Exercise:
Repeat the listing below in full, keeping each word as given.

Data listing:
********
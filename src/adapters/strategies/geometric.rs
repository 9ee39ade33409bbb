//! Deterministic improving strategy.
//!
//! Each call closes a fixed share of the gap between the current scores and
//! a perfect result: after `n` calls the optimization score is
//! `1 - 0.3 * decay^n` and resource usage is `0.3 * decay^n`. Constraint
//! satisfaction is always 1. Useful for demos that should converge.

use crate::domain::models::{Candidate, Constraint, Plan, TacticalScores};
use crate::domain::ports::SearchStrategy;

const INITIAL_GAP: f64 = 0.3;

#[derive(Debug, Clone)]
pub struct GeometricStrategy {
    decay: f64,
    gap: f64,
    calls: u64,
}

impl GeometricStrategy {
    /// `decay` is clamped into [0, 1]; 1 never improves, 0 is perfect at once.
    pub fn new(decay: f64) -> Self {
        let decay = if decay.is_finite() { decay.clamp(0.0, 1.0) } else { 1.0 };
        Self {
            decay,
            gap: INITIAL_GAP,
            calls: 0,
        }
    }

    pub const fn calls(&self) -> u64 {
        self.calls
    }
}

impl SearchStrategy for GeometricStrategy {
    fn local_search(&mut self, plan: &Plan) -> Candidate {
        Candidate {
            vector: plan.context.iter().map(|v| v * (1.0 - self.gap)).collect(),
            explored_nodes: 10 * u32::try_from(plan.strategy.branching_factor).unwrap_or(u32::MAX).min(10),
            search_depth: plan.strategy.depth_limit,
            exploration_coverage: 1.0 - self.gap,
        }
    }

    fn tactical_evaluate(&mut self, _candidate: &Candidate, _constraints: &[Constraint]) -> TacticalScores {
        self.calls += 1;
        self.gap *= self.decay;
        TacticalScores {
            constraint_satisfaction: 1.0,
            optimization_score: 1.0 - self.gap,
            resource_usage: self.gap,
        }
    }

    fn name(&self) -> &str {
        "geometric"
    }
}

#[cfg(test)]
mod tests {
    use super::*;

    #[test]
    fn test_scores_improve_monotonically() {
        let mut s = GeometricStrategy::new(0.8);
        let plan = Plan::default();
        let mut last = 0.0;
        for _ in 0..20 {
            let c = s.local_search(&plan);
            let scores = s.tactical_evaluate(&c, &plan.constraints);
            assert!(scores.optimization_score > last);
            last = scores.optimization_score;
        }
        assert!(last > 0.99);
        assert_eq!(s.calls(), 20);
    }

    #[test]
    fn test_first_call_values() {
        let mut s = GeometricStrategy::new(0.5);
        let c = s.local_search(&Plan::default());
        let scores = s.tactical_evaluate(&c, &[]);
        assert!((scores.optimization_score - 0.85).abs() < 1e-12);
        assert!((scores.resource_usage - 0.15).abs() < 1e-12);
    }

    #[test]
    fn test_decay_is_clamped() {
        let mut s = GeometricStrategy::new(f64::NAN);
        let c = s.local_search(&Plan::default());
        let scores = s.tactical_evaluate(&c, &[]);
        assert!((scores.optimization_score - 0.7).abs() < 1e-12);
    }
}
********
Exercise answer:
filename src/adapters/strategies/geometric.rs
repository 9ee39ade33409bbb
//! Deterministic improving strategy.
//!
//! Each call closes a fixed share of the gap between the current scores and
//! a perfect result: after `n` calls the optimization score is
//! `1 - 0.3 * decay^n` and resource usage is `0.3 * decay^n`. Constraint
//! satisfaction is always 1. Useful for demos that should converge.

use crate::domain::models::{Candidate, Constraint, Plan, TacticalScores};
use crate::domain::ports::SearchStrategy;

const INITIAL_GAP: f64 = 0.3;

#[derive(Debug, Clone)]
pub struct GeometricStrategy {
    decay: f64,
    gap: f64,
    calls: u64,
}

impl GeometricStrategy {
    /// `decay` is clamped into [0, 1]; 1 never improves, 0 is perfect at once.
    pub fn new(decay: f64) -> Self {
        let decay = if decay.is_finite() { decay.clamp(0.0, 1.0) } else { 1.0 };
        Self {
            decay,
            gap: INITIAL_GAP,
            calls: 0,
        }
    }

    pub const fn calls(&self) -> u64 {
        self.calls
    }
}

impl SearchStrategy for GeometricStrategy {
    fn local_search(&mut self, plan: &Plan) -> Candidate {
        Candidate {
            vector: plan.context.iter().map(|v| v * (1.0 - self.gap)).collect(),
            explored_nodes: 10 * u32::try_from(plan.strategy.branching_factor).unwrap_or(u32::MAX).min(10),
            search_depth: plan.strategy.depth_limit,
            exploration_coverage: 1.0 - self.gap,
        }
    }

    fn tactical_evaluate(&mut self, _candidate: &Candidate, _constraints: &[Constraint]) -> TacticalScores {
        self.calls += 1;
        self.gap *= self.decay;
        TacticalScores {
            constraint_satisfaction: 1.0,
            optimization_score: 1.0 - self.gap,
            resource_usage: self.gap,
        }
    }

    fn name(&self) -> &str {
        "geometric"
    }
}

#[cfg(test)]
mod tests {
    use super::*;

    #[test]
    fn test_scores_improve_monotonically() {
        let mut s = GeometricStrategy::new(0.8);
        let plan = Plan::default();
        let mut last = 0.0;
        for _ in 0..20 {
            let c = s.local_search(&plan);
            let scores = s.tactical_evaluate(&c, &plan.constraints);
            assert!(scores.optimization_score > last);
            last = scores.optimization_score;
        }
        assert!(last > 0.99);
        assert_eq!(s.calls(), 20);
    }

    #[test]
    fn test_first_call_values() {
        let mut s = GeometricStrategy::new(0.5);
        let c = s.local_search(&Plan::default());
        let scores = s.tactical_evaluate(&c, &[]);
        assert!((scores.optimization_score - 0.85).abs() < 1e-12);
        assert!((scores.resource_usage - 0.15).abs() < 1e-12);
    }

    #[test]
    fn test_decay_is_clamped() {
        let mut s = GeometricStrategy::new(f64::NAN);
        let c = s.local_search(&Plan::default());
        let scores = s.tactical_evaluate(&c, &[]);
        assert!((scores.optimization_score - 0.7).abs() < 1e-12);
    }
}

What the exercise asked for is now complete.